Centenas de topillos muertos en una acequia de la provincia de Palencia
Centenas de topillos muertos en una acequia de la provincia de Palencia - ASAJA

Los agricultores acusan a la Junta de «inacción» ante la plaga de topillos

Consideran «ineficaces» las medidas de control y urgen a declarar la situación de emergencia para implementarlas

Upa insta a la Fiscalía a actuar de oficio contra la administración por un posible delito contra la salud pública

ValladolidActualizado:

Las organizaciones profesionales agrarias insistieron este lunes en que las medidas que se están adoptando para el control de la explosión demográfica de topillos y de los consecuentes casos por tularemia que se están registrando en la Comunidad son «insuficientes» y alertaron de que se está «tardando demasiado en reconocer la existencia de emergencia por plaga». En esta línea, los representantes de los agricultores acusaron a la Junta de Castilla y León de «inacción» y fueron más allá, estimando que ello podría ser constitutivo de delito, por lo que instan a la Fiscalía a actuar de oficio contra el Ejecutivo autonómico.

Así lo reclamaron este lunes desde Upa. La organización señaló en un comunicado que «desde hace semanas llevamos denunciando que son demasiados los casos de tularemia -que cifran en trece- , provocada seguramente por la plaga de topillos» y que reclamaron la semana pasada al Gobierno regional «que actuara sin demora» y coordinara un protocolo entre los distintos departamentos del Ejecutivo afectados. No obstante, aseguraron que la Junta de Castilla y León no ha puesto en marcha una red de vigilancia epidemiológica por parte de la Consejería de Sanidad ni un plan de seguimiento de la «plaga» desde Agricultura y Ganadería como así solicitaron.

«Cartas en el asunto»

«A día de hoy no se ha hecho nada al respecto», advirtieron, lo cual tacharon de un «despropósito» que puede suponer un «posible delito contra la salud pública». De ahí, que consideren que «debe ser la Fiscalía la que tome cartas en el asunto» y «vele» por «la población del medio rural» y de los profesionales del campo, «los más expuestos» a la turalemia, que la Junta ha vinculado al contacto con los roedores.

En concreto, Upa concreta que la «inacción» de la que acusa al Ejecutivo regional «podría ser constitutiva de delito» en cuanto a que «no han tomado medidas de higiene y limpieza» en zonas y reservorios donde estos roedores se multiplican a gran velocidad y con «cuya expansión puede potenciar el desarrollo de la tularemia en humanos», poniendo «en peligro a los agricultores» ante esta enfermedad, que se «transmite por vía respiratoria y por contacto».
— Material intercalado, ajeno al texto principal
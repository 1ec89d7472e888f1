use anyhow::Result;
use tracing::info;

use crate::capability::{ChatCompletionsClient, TextCapability};
use crate::cli::DefinitionsArgs;
use crate::commands::adapter::{collect_inputs, finish_stage, transform_inputs};
use crate::config::Config;
use crate::model::{BatchFileKind, ManifestKind, SizeClass};
use crate::util::ensure_directory;

/// Instruction sent ahead of each section file. The reply is expected to be a
/// JSON array of topic records but is stored unchecked; the merge stage validates it.
pub const DEFINITIONS_PROMPT: &str = r#"I will provide an excerpt from a competition case decision containing one or more market definitions.
Extract each individual market definition in full and return them as a JSON array, with no text before or after the brackets.
The excerpt starts with the lines "Case Number:", "Year:", "Policy Area:" and "Link:". Copy those values exactly into every record.
Each record must also name the product or service the definition is about in a "topic" field. Use this shape:
[
    {
        "case_number": "10000",
        "year": "2024",
        "policy_area": "Merger",
        "link": "https://www.example.com/decision.pdf",
        "topic": "Smartphones",
        "text": "market definition text goes here"
    }
]
A case may have several market definitions; emit one record for each.
Market definitions usually span several paragraphs and are often the closing part of the discussion of a product. Quote them directly, never paraphrase or summarise.
Drop footnote markers, paragraph numbers such as (21) and list markers such as A. or IV that are not part of the definition text.
Statements that the exact market definition was left open still count as market definitions.
Where a word has been split by stray spaces, such as "exa mple", rejoin it; leave correctly spelled neighbouring words apart.
A market definition is at least 4 and at most 12 sentences long.
Now extract all of the individual relevant market definitions from the following text:
"#;

pub fn run(args: DefinitionsArgs) -> Result<()> {
    ensure_directory(&args.indir)?;

    let inputs = collect_inputs(
        &args.indir,
        BatchFileKind::Section,
        &[SizeClass::Small, SizeClass::Large],
    )?;
    if inputs.is_empty() {
        info!(indir = %args.indir.display(), "no section files found");
        return Ok(());
    }

    let config = Config::from_env().with_model(args.model);
    let capability = ChatCompletionsClient::new(&config);
    info!(files = inputs.len(), model = %capability.model_name(), "splitting sections into records");

    let report = transform_inputs(
        &inputs,
        &args.outdir,
        BatchFileKind::Definitions,
        DEFINITIONS_PROMPT,
        &capability,
    )?;
    info!(written = report.written.len(), failed = report.failed.len(), "record splitting finished");

    finish_stage(
        &args.outdir,
        ManifestKind::Definitions,
        capability.model_name(),
        report,
        inputs.len(),
    )
}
También desde la Unión de Campesinos (UCCL) se pronunciaron sobre el asunto, coincidiendo con Upa en su insatisfacción frente a las acciones adoptadas desde la administración autonómica. A su juicio, se debería declarar cuanto antes la «emergencia por plaga», lo cual permitiría dictar actuaciones más «eficaces» e ir más allá de la que se ha puesto en marcha, consistente en el laboreo con volteo del suelo tras la recolección de la cosecha en determinadas zonas -Pisuerga (Burgos), Esla-Campos y Sahagún (León), Campos (Palencia), Tierra de Campos (Valladolid) y Campos Pan (Zamora)-.

Problema «generalizado»

«La medida resulta insuficiente para controlar la proliferación de los topillos en Castilla y León debido a una importante explosión demográfica» que ha derivado en un «problema generalizado» en todas las provincias «en mayor o menor medida», señalaron. Y es que entienden que el laboreo con volteo del suelo «puede ser una solución si las condiciones agronómicas lo permite ya que no siempre será posible aplicarla» y, no obstante, resulta «insuficiente» por el gran volumen de topillos que se encuentran actualmente en el campo.
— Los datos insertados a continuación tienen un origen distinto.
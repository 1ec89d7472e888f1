use std::fs;
use std::path::Path;

use anyhow::{Context, Result};
use serde::{Deserialize, Serialize};
use serde_json::Value;
use serde_json::ser::PrettyFormatter;
use tracing::{error, info, warn};

use crate::cli::MergeArgs;
use crate::model::TopicRecord;
use crate::util::list_file_names;

#[derive(Debug, Default)]
pub struct MergeReport {
    pub merged_files: Vec<String>,
    pub diagnostics: Vec<String>,
    pub records: usize,
}

#[derive(Debug)]
pub enum MergeOutcome {
    /// The input directory does not exist; nothing was written.
    MissingInput,
    Written(MergeReport),
    WriteFailed { report: MergeReport, error: String },
}

/// Concatenates the top-level arrays of every `.json` file in `indir`, in file
/// name order, into `output`. Problems with single files become diagnostics.
///
/// Compatibility break: non-ASCII text is written as raw UTF-8, not as the
/// `\uXXXX` escapes earlier Python-written corpora contain, so output bytes
/// differ from those files for the same records. The parsed JSON is the same.
pub fn merge_directory(indir: &Path, output: &Path) -> Result<MergeOutcome> {
    if !indir.exists() {
        let message = format!("Input folder {} does not exist.", indir.display());
        warn!(indir = %indir.display(), "{message}");
        return Ok(MergeOutcome::MissingInput);
    }

    let mut report = MergeReport::default();
    let mut combined: Vec<Value> = Vec::new();

    for name in list_file_names(indir)?
        .into_iter()
        .filter(|name| name.ends_with(".json"))
    {
        let path = indir.join(&name);
        let raw = match fs::read(&path) {
            Ok(raw) => raw,
            Err(err) => {
                report.skip(format!("Skipping {name}: read error - {err}"));
                continue;
            }
        };

        match serde_json::from_slice::<Value>(&raw) {
            Ok(Value::Array(items)) => {
                let off_shape = count_non_records(&items);
                if off_shape > 0 {
                    warn!(file = %name, count = off_shape, "elements do not look like topic records; merged as-is");
                }
                report.records += items.len();
                combined.extend(items);
                report.merged_files.push(name);
            }
            Ok(_) => report.skip(format!("Skipping {name}: not a list of dictionaries")),
            Err(err) => report.skip(format!("Skipping {name}: JSONDecodeError - {err}")),
        }
    }

    match write_indented(output, &combined) {
        Ok(()) => {
            info!(
                path = %output.display(),
                files = report.merged_files.len(),
                records = report.records,
                "Combined JSON files saved"
            );
            Ok(MergeOutcome::Written(report))
        }
        Err(err) => {
            let error = format!("Failed to write to {}: {err:#}", output.display());
            error!("{error}");
            Ok(MergeOutcome::WriteFailed { report, error })
        }
    }
}

/// Elements that do not deserialize as a [`TopicRecord`]; they are merged anyway.
fn count_non_records(items: &[Value]) -> usize {
    items
        .iter()
        .filter(|item| TopicRecord::deserialize(*item).is_err())
        .count()
}

impl MergeReport {
    fn skip(&mut self, diagnostic: String) {
        warn!("{diagnostic}");
        self.diagnostics.push(diagnostic);
    }
}

/// Four-space indented JSON without a trailing newline.
fn write_indented(path: &Path, value: &[Value]) -> Result<()> {
    if let Some(parent) = path.parent().filter(|p| !p.as_os_str().is_empty()) {
        fs::create_dir_all(parent)
            .with_context(|| format!("failed to create directory: {}", parent.display()))?;
    }

    let mut data = Vec::new();
    let mut serializer =
        serde_json::Serializer::with_formatter(&mut data, PrettyFormatter::with_indent(b"    "));
    value
        .serialize(&mut serializer)
        .with_context(|| format!("failed to serialize json: {}", path.display()))?;

    fs::write(path, data).with_context(|| format!("failed to write {}", path.display()))
}

pub fn run(args: MergeArgs) -> Result<()> {
    match merge_directory(&args.indir, &args.output)? {
        MergeOutcome::MissingInput => {
            println!("Input folder {} does not exist.", args.indir.display());
        }
        MergeOutcome::Written(report) => {
            println!("Combined JSON files saved to {}", args.output.display());
            if !report.diagnostics.is_empty() {
                info!(skipped = report.diagnostics.len(), "some files were not merged");
            }
        }
        MergeOutcome::WriteFailed { report, error } => {
            println!("{error}");
            warn!(records = report.records, "merged records were not saved");
        }
    }

    Ok(())
}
Abogaron, así, por implementar las actuaciones de control y prevención, para atajar la «pérdida de producción agraria y la aparición de enfermedades como la tularemia», entre las que incluyen que se permitan las quemas de rastrojos, cunetas y arroyos, un extremo que la Junta ha descartado, al menos, hasta que finalice en septiembre la campaña de riesgo alto de incendios forestales.

Conejos

Las críticas de Upa y UCCL se suman a las ya vertidas la semana pasada por Asaja, que denunció el «abandono e indefensión que sufren la agricultura, el campo y los pueblos ante la plaga de topillos». Una problemática, a la que ayer la Unión de Campesinos sumó, además, los «cuantiosos daños» causado por conejos, que sitúan también en una situación de «plaga». Estiman que la Junta se «está lavando las manos» al dejar su solución en manos de la caza, lo cual ven «ineficaz». Que «toda la responsabilidad» recaiga en la práctica cinegética está, denunciaron, «arrasando con los cultivos de Castilla y León y ocasionando un gran perjuicio económico al sector, sobre todo en parcelas limítrofes a autovías».